Born in Melbourne, Reddy won a talent contest in Australia that enabled her to pursue a career in the entertainment business in the United States. With a version of “I Don’t Know How To Love Him” from the musical “Jesus Christ Superstar” she had her first hit in 1971, but the breakthrough came with “I Am Woman”.
The importance of the soft rock song was emphasized by musicians from subsequent generations such as Kathleen Hanna and Courtney Love, who said in interviews that it was their first contact with feminism. In the movie “Sex And The City 2” the stars sing the song on a karaoke night.
Helen Reddy had numerous other hits in the US, “Delta Dawn” and “Angie Baby” also reached number one on the Billboard charts, “Ain’t No Way To Treat A Lady” and “You And Me Against The World” were further top ten successes. In 1973 and 1974 she was the most commercially successful singer in the world. In Germany, however, it never made it into the charts.
Reddy used her fame as an activist. She told the Canadian radio station CBC Radio in 1972 that she wanted to get into the “hearts and minds” of women. Actress Jamie Lee Curtis said after the news of her death, introducing Helen Reddy at the 2017 women’s march in Los Angeles was “the honor of her life”.
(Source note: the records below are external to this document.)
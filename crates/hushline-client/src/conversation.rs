//! Rendered conversation views.
//!
//! Envelopes are keyed by message id, so the same envelope arriving through a
//! push and through a refresh renders once.

use std::collections::BTreeMap;

use hushline_proto::{EnvelopeRecord, MessageId, Receipt, Timestamp, UserId};

/// Rendered content of one envelope.
#[derive(Debug, Clone, PartialEq, Eq)]
pub enum MessageBody {
    /// Decrypted text
    Plaintext(String),
    /// Sent in fallback mode; was never encrypted
    Unencrypted(String),
    /// Authentication or structure check failed
    Undecipherable,
    /// The counterpart's key is not cached yet
    KeyMissing,
}

impl MessageBody {
    /// Text to show, if any.
    pub fn text(&self) -> Option<&str> {
        match self {
            Self::Plaintext(text) | Self::Unencrypted(text) => Some(text),
            Self::Undecipherable | Self::KeyMissing => None,
        }
    }
}

/// One message as the application displays it.
#[derive(Debug, Clone, PartialEq, Eq)]
pub struct RenderedMessage {
    /// Relay-assigned id
    pub message_id: MessageId,
    /// Author
    pub sender: UserId,
    /// Reader
    pub recipient: UserId,
    /// Rendered content
    pub body: MessageBody,
    /// Accepted by the relay
    pub created_at: Timestamp,
    /// Delivery acknowledgement
    pub delivered_at: Option<Timestamp>,
    /// Read acknowledgement
    pub read_at: Option<Timestamp>,
}

impl RenderedMessage {
    /// Pair a stored envelope with its rendered body.
    pub fn from_record(record: &EnvelopeRecord, body: MessageBody) -> Self {
        Self {
            message_id: record.message_id,
            sender: record.sender,
            recipient: record.recipient,
            body,
            created_at: record.created_at,
            delivered_at: record.delivered_at,
            read_at: record.read_at,
        }
    }
}

/// Messages exchanged with one peer, ordered by id.
#[derive(Debug, Clone)]
pub struct Conversation {
    peer: UserId,
    messages: BTreeMap<MessageId, RenderedMessage>,
}

impl Conversation {
    /// Empty conversation with `peer`.
    pub fn new(peer: UserId) -> Self {
        Self { peer, messages: BTreeMap::new() }
    }

    /// The other party.
    pub fn peer(&self) -> UserId {
        self.peer
    }

    /// Insert a message. Returns false if the id is already present.
    ///
    /// A duplicate keeps its rendered body but takes the newer receipt
    /// timestamps, which only ever move from unset to set.
    pub fn insert(&mut self, message: RenderedMessage) -> bool {
        match self.messages.get_mut(&message.message_id) {
            Some(existing) => {
                existing.delivered_at = existing.delivered_at.or(message.delivered_at);
                existing.read_at = existing.read_at.or(message.read_at);
                false
            },
            None => {
                self.messages.insert(message.message_id, message);
                true
            },
        }
    }

    /// Replace the body of a message that was rendered without a key.
    pub fn rerender(&mut self, message_id: MessageId, body: MessageBody) -> bool {
        match self.messages.get_mut(&message_id) {
            Some(existing) if existing.body == MessageBody::KeyMissing => {
                existing.body = body;
                true
            },
            _ => false,
        }
    }

    /// Apply a delivery receipt. Returns the updated message.
    pub fn apply_receipt(&mut self, receipt: Receipt) -> Option<&RenderedMessage> {
        let message = self.messages.get_mut(&receipt.message_id)?;
        message.delivered_at = message.delivered_at.or(receipt.delivered_at);
        message.read_at = message.read_at.or(receipt.read_at);
        Some(message)
    }

    /// Message by id.
    pub fn get(&self, message_id: MessageId) -> Option<&RenderedMessage> {
        self.messages.get(&message_id)
    }

    /// Messages oldest first.
    pub fn messages(&self) -> impl Iterator<Item = &RenderedMessage> {
        self.messages.values()
    }

    /// Ids of messages still waiting for the peer's key.
    pub fn key_missing(&self) -> Vec<MessageId> {
        self.messages
            .values()
            .filter(|m| m.body == MessageBody::KeyMissing)
            .map(|m| m.message_id)
            .collect()
    }

    /// Number of messages.
    pub fn len(&self) -> usize {
        self.messages.len()
    }

    /// True if there are no messages.
    pub fn is_empty(&self) -> bool {
        self.messages.is_empty()
    }

    /// Drop every message. Returns how many were removed.
    pub fn clear(&mut self) -> usize {
        let removed = self.messages.len();
        self.messages.clear();
        removed
    }
}

#[cfg(test)]
mod tests {
    use super::*;

    fn message(id: MessageId, body: MessageBody) -> RenderedMessage {
        RenderedMessage {
            message_id: id,
            sender: 2,
            recipient: 1,
            body,
            created_at: 1_000 + id,
            delivered_at: None,
            read_at: None,
        }
    }

    #[test]
    fn duplicate_id_renders_once() {
        let mut conversation = Conversation::new(2);
        assert!(conversation.insert(message(1, MessageBody::Plaintext("hi".to_string()))));

        let mut again = message(1, MessageBody::Undecipherable);
        again.delivered_at = Some(5);
        assert!(!conversation.insert(again));

        assert_eq!(conversation.len(), 1);
        let stored = conversation.get(1).unwrap();
        assert_eq!(stored.body, MessageBody::Plaintext("hi".to_string()));
        assert_eq!(stored.delivered_at, Some(5));
    }

    #[test]
    fn ordered_by_id() {
        let mut conversation = Conversation::new(2);
        for id in [5, 1, 3] {
            conversation.insert(message(id, MessageBody::KeyMissing));
        }

        let ids: Vec<_> = conversation.messages().map(|m| m.message_id).collect();
        assert_eq!(ids, vec![1, 3, 5]);
    }

    #[test]
    fn rerender_only_replaces_key_missing() {
        let mut conversation = Conversation::new(2);
        conversation.insert(message(1, MessageBody::KeyMissing));
        conversation.insert(message(2, MessageBody::Undecipherable));

        assert_eq!(conversation.key_missing(), vec![1]);
        assert!(conversation.rerender(1, MessageBody::Plaintext("late".to_string())));
        assert!(!conversation.rerender(2, MessageBody::Plaintext("no".to_string())));
        assert!(conversation.key_missing().is_empty());
    }

    #[test]
    fn receipts_never_unset() {
        let mut conversation = Conversation::new(2);
        conversation.insert(message(1, MessageBody::KeyMissing));

        conversation.apply_receipt(Receipt { message_id: 1, delivered_at: Some(10), read_at: None });
        let updated = conversation
            .apply_receipt(Receipt { message_id: 1, delivered_at: None, read_at: Some(20) })
            .unwrap();

        assert_eq!((updated.delivered_at, updated.read_at), (Some(10), Some(20)));
        let unknown = Receipt { message_id: 9, delivered_at: None, read_at: None };
        assert!(conversation.apply_receipt(unknown).is_none());
    }

    #[test]
    fn clear_empties() {
        let mut conversation = Conversation::new(2);
        conversation.insert(message(1, MessageBody::KeyMissing));
        conversation.insert(message(2, MessageBody::KeyMissing));

        assert_eq!(conversation.clear(), 2);
        assert!(conversation.is_empty());
    }
}
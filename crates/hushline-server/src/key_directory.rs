//! Public key directory.
//!
//! One current public key per user, last-write-wins. Uploaded text is
//! sanitized and imported before anything is stored, then re-encoded as
//! canonical PEM so the stored form and the fingerprint depend only on the
//! key itself. Client-supplied fingerprints are never trusted.

use hushline_crypto::{Algorithm, CryptoError, Fingerprint, encode_pem, import_public_key};
use hushline_proto::{KeyRecord, Timestamp, UserId};
use thiserror::Error;

use crate::storage::{Storage, StorageError};

/// Errors from key directory operations.
#[derive(Error, Debug, Clone, PartialEq, Eq)]
pub enum KeyDirectoryError {
    /// Uploaded text is not a usable public key for the named algorithm
    #[error("invalid public key: {reason}")]
    InvalidKey {
        /// What was wrong with it
        reason: String,
    },

    /// Backend failure
    #[error(transparent)]
    Storage(#[from] StorageError),
}

impl From<CryptoError> for KeyDirectoryError {
    fn from(err: CryptoError) -> Self {
        Self::InvalidKey { reason: err.to_string() }
    }
}

/// Result of an accepted upload.
#[derive(Debug, Clone, PartialEq, Eq)]
pub struct KeyUpload {
    /// Record as stored
    pub record: KeyRecord,
    /// True if the user had no key before
    pub created: bool,
}

/// Key directory over a storage backend.
#[derive(Debug, Clone)]
pub struct KeyDirectory<S> {
    storage: S,
}

impl<S: Storage> KeyDirectory<S> {
    /// Create a directory over `storage`.
    pub fn new(storage: S) -> Self {
        Self { storage }
    }

    /// Validate and store `owner`'s public key.
    ///
    /// Replaces any previous key. `created_at` survives the replacement,
    /// `updated_at` is set to `now`.
    ///
    /// # Errors
    ///
    /// - `InvalidKey` if the algorithm tag is unknown or the key fails to
    ///   import after sanitization
    /// - `Storage` if the backend fails; the previous key is left in place
    pub fn upload(
        &self,
        owner: UserId,
        public_key: &str,
        algorithm: &str,
        now: Timestamp,
    ) -> Result<KeyUpload, KeyDirectoryError> {
        let algorithm = Algorithm::parse(algorithm)?;
        let key = import_public_key(public_key)?;

        if key.algorithm() != algorithm {
            return Err(KeyDirectoryError::InvalidKey {
                reason: format!("key is {}, upload claims {algorithm}", key.algorithm()),
            });
        }

        let previous = self.storage.load_public_key(owner)?;
        let record = KeyRecord {
            user_id: owner,
            public_key: encode_pem(&key),
            fingerprint: Fingerprint::of(&key).into_string(),
            algorithm: algorithm.as_str().to_string(),
            created_at: previous.as_ref().map_or(now, |p| p.created_at),
            updated_at: now,
        };

        self.storage.store_public_key(&record)?;

        Ok(KeyUpload { record, created: previous.is_none() })
    }

    /// Current key of `owner`, if any.
    pub fn lookup(&self, owner: UserId) -> Result<Option<KeyRecord>, KeyDirectoryError> {
        Ok(self.storage.load_public_key(owner)?)
    }

    /// Storage backend.
    pub fn storage(&self) -> &S {
        &self.storage
    }
}

#[cfg(test)]
mod tests {
    use hushline_crypto::KeyPairStore;

    use super::*;
    use crate::storage::MemoryStorage;

    fn pem(seed: u8) -> String {
        KeyPairStore::generate([seed; 32]).export_public_pem()
    }

    #[test]
    fn upload_then_lookup() {
        let directory = KeyDirectory::new(MemoryStorage::new());

        let upload = directory.upload(7, &pem(1), "X25519", 1_000).unwrap();
        assert!(upload.created);
        assert_eq!(upload.record.fingerprint.len(), 64);

        let stored = directory.lookup(7).unwrap().unwrap();
        assert_eq!(stored, upload.record);
        assert_eq!(directory.lookup(8).unwrap(), None);
    }

    #[test]
    fn overwrite_preserves_created_at() {
        let directory = KeyDirectory::new(MemoryStorage::new());

        let first = directory.upload(7, &pem(1), "X25519", 1_000).unwrap();
        let second = directory.upload(7, &pem(2), "x25519", 2_000).unwrap();

        assert!(!second.created);
        assert_eq!(second.record.created_at, 1_000);
        assert_eq!(second.record.updated_at, 2_000);
        assert_ne!(first.record.fingerprint, second.record.fingerprint);
        assert_eq!(directory.lookup(7).unwrap(), Some(second.record));
    }

    #[test]
    fn stored_key_is_canonical() {
        let directory = KeyDirectory::new(MemoryStorage::new());
        let clean = pem(3);
        let mangled = clean.replace('\n', " \r\n\t ");

        let upload = directory.upload(7, &mangled, "X25519", 1).unwrap();
        assert_eq!(upload.record.public_key, clean);
    }

    #[test]
    fn rejects_garbage_and_unknown_algorithm() {
        let directory = KeyDirectory::new(MemoryStorage::new());

        assert!(matches!(
            directory.upload(7, "not a key", "X25519", 1),
            Err(KeyDirectoryError::InvalidKey { .. })
        ));
        assert!(matches!(
            directory.upload(7, &pem(1), "P-256", 1),
            Err(KeyDirectoryError::InvalidKey { .. })
        ));
        assert_eq!(directory.lookup(7).unwrap(), None);
    }
}
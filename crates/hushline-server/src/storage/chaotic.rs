//! Chaotic storage wrapper for fault injection testing
//!
//! Randomly fails operations so tests can check that the relay answers
//! `STORAGE_ERROR` instead of corrupting state, and that clients survive it.

#![allow(clippy::disallowed_types, reason = "Locking simple RNG state")]

use std::sync::{Arc, Mutex};

use hushline_proto::{EnvelopeRecord, KeyRecord, MessageId, Page, Timestamp, UserId};

use super::{MarkOutcome, NewEnvelope, Storage, StorageError};

/// Seed used by [`ChaoticStorage::new`].
const DEFAULT_SEED: u64 = 0x1234_5678_9ABC_DEF0;

/// Storage wrapper that randomly injects failures.
///
/// A failed operation never reaches the inner storage, so a failure is always
/// "nothing happened". Clones share the RNG and the operation counter.
#[derive(Clone)]
pub struct ChaoticStorage<S: Storage> {
    inner: S,
    /// Failure rate (0.0 = never fail, 1.0 = always fail)
    failure_rate: f64,
    state: Arc<Mutex<ChaosState>>,
}

/// LCG state plus the number of operations attempted.
struct ChaosState {
    rng: u64,
    operations: usize,
}

impl ChaosState {
    /// Next value in [0.0, 1.0). Numerical Recipes LCG constants.
    fn next(&mut self) -> f64 {
        const A: u64 = 1_664_525;
        const C: u64 = 1_013_904_223;
        const M: u64 = 1u64 << 32;

        self.rng = (A.wrapping_mul(self.rng).wrapping_add(C)) % M;
        (self.rng as f64) / (M as f64)
    }
}

impl<S: Storage> ChaoticStorage<S> {
    /// Create a new chaotic storage wrapper.
    ///
    /// # Panics
    ///
    /// Panics if `failure_rate` is not in [0.0, 1.0]
    pub fn new(inner: S, failure_rate: f64) -> Self {
        Self::with_seed(inner, failure_rate, DEFAULT_SEED)
    }

    /// Create with explicit seed for reproducible chaos.
    ///
    /// # Panics
    ///
    /// Panics if `failure_rate` is not in [0.0, 1.0]
    pub fn with_seed(inner: S, failure_rate: f64, seed: u64) -> Self {
        assert!(
            (0.0..=1.0).contains(&failure_rate),
            "failure_rate must be between 0.0 and 1.0, got {failure_rate}"
        );

        Self {
            inner,
            failure_rate,
            state: Arc::new(Mutex::new(ChaosState { rng: seed, operations: 0 })),
        }
    }

    /// Underlying storage (for checking invariants after chaos).
    pub fn inner(&self) -> &S {
        &self.inner
    }

    /// Total number of storage operations attempted, failed ones included.
    pub fn operation_count(&self) -> usize {
        #[allow(clippy::expect_used)]
        self.state.lock().expect("ChaosState mutex poisoned").operations
    }

    /// Count the operation and decide whether it fails.
    fn roll(&self) -> Result<(), StorageError> {
        #[allow(clippy::expect_used)]
        let mut state = self.state.lock().expect("ChaosState mutex poisoned");
        state.operations += 1;

        if state.next() < self.failure_rate {
            return Err(StorageError::Io("chaotic failure injection".to_string()));
        }
        Ok(())
    }
}

impl<S: Storage> Storage for ChaoticStorage<S> {
    fn append_envelope(&self, envelope: NewEnvelope) -> Result<EnvelopeRecord, StorageError> {
        self.roll()?;
        self.inner.append_envelope(envelope)
    }

    fn load_envelope(&self, message_id: MessageId) -> Result<Option<EnvelopeRecord>, StorageError> {
        self.roll()?;
        self.inner.load_envelope(message_id)
    }

    fn inbox(&self, recipient: UserId, page: Page) -> Result<Vec<EnvelopeRecord>, StorageError> {
        self.roll()?;
        self.inner.inbox(recipient, page)
    }

    fn sent(&self, sender: UserId, page: Page) -> Result<Vec<EnvelopeRecord>, StorageError> {
        self.roll()?;
        self.inner.sent(sender, page)
    }

    fn conversation(
        &self,
        user: UserId,
        peer: UserId,
        page: Page,
    ) -> Result<Vec<EnvelopeRecord>, StorageError> {
        self.roll()?;
        self.inner.conversation(user, peer, page)
    }

    fn mark_delivered(
        &self,
        message_id: MessageId,
        at: Timestamp,
    ) -> Result<MarkOutcome, StorageError> {
        self.roll()?;
        self.inner.mark_delivered(message_id, at)
    }

    fn mark_read(&self, message_id: MessageId, at: Timestamp) -> Result<MarkOutcome, StorageError> {
        self.roll()?;
        self.inner.mark_read(message_id, at)
    }

    fn clear_conversation(&self, user: UserId, peer: UserId) -> Result<u64, StorageError> {
        self.roll()?;
        self.inner.clear_conversation(user, peer)
    }

    fn store_public_key(&self, record: &KeyRecord) -> Result<(), StorageError> {
        self.roll()?;
        self.inner.store_public_key(record)
    }

    fn load_public_key(&self, user_id: UserId) -> Result<Option<KeyRecord>, StorageError> {
        self.roll()?;
        self.inner.load_public_key(user_id)
    }
}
At the height of her fame in the mid-1970s, Helen Reddy also made appearances in feature films. For her role in the “Airport” sequel “Giants in the Sky”, she was even nominated for the junior category of the Golden Globe Awards; she also played the forest ranger in “Elliot, the Schmunzelmonster” (1977).
In the past few years she had disappeared from the spotlight because of dementia. Her life was recently filmed.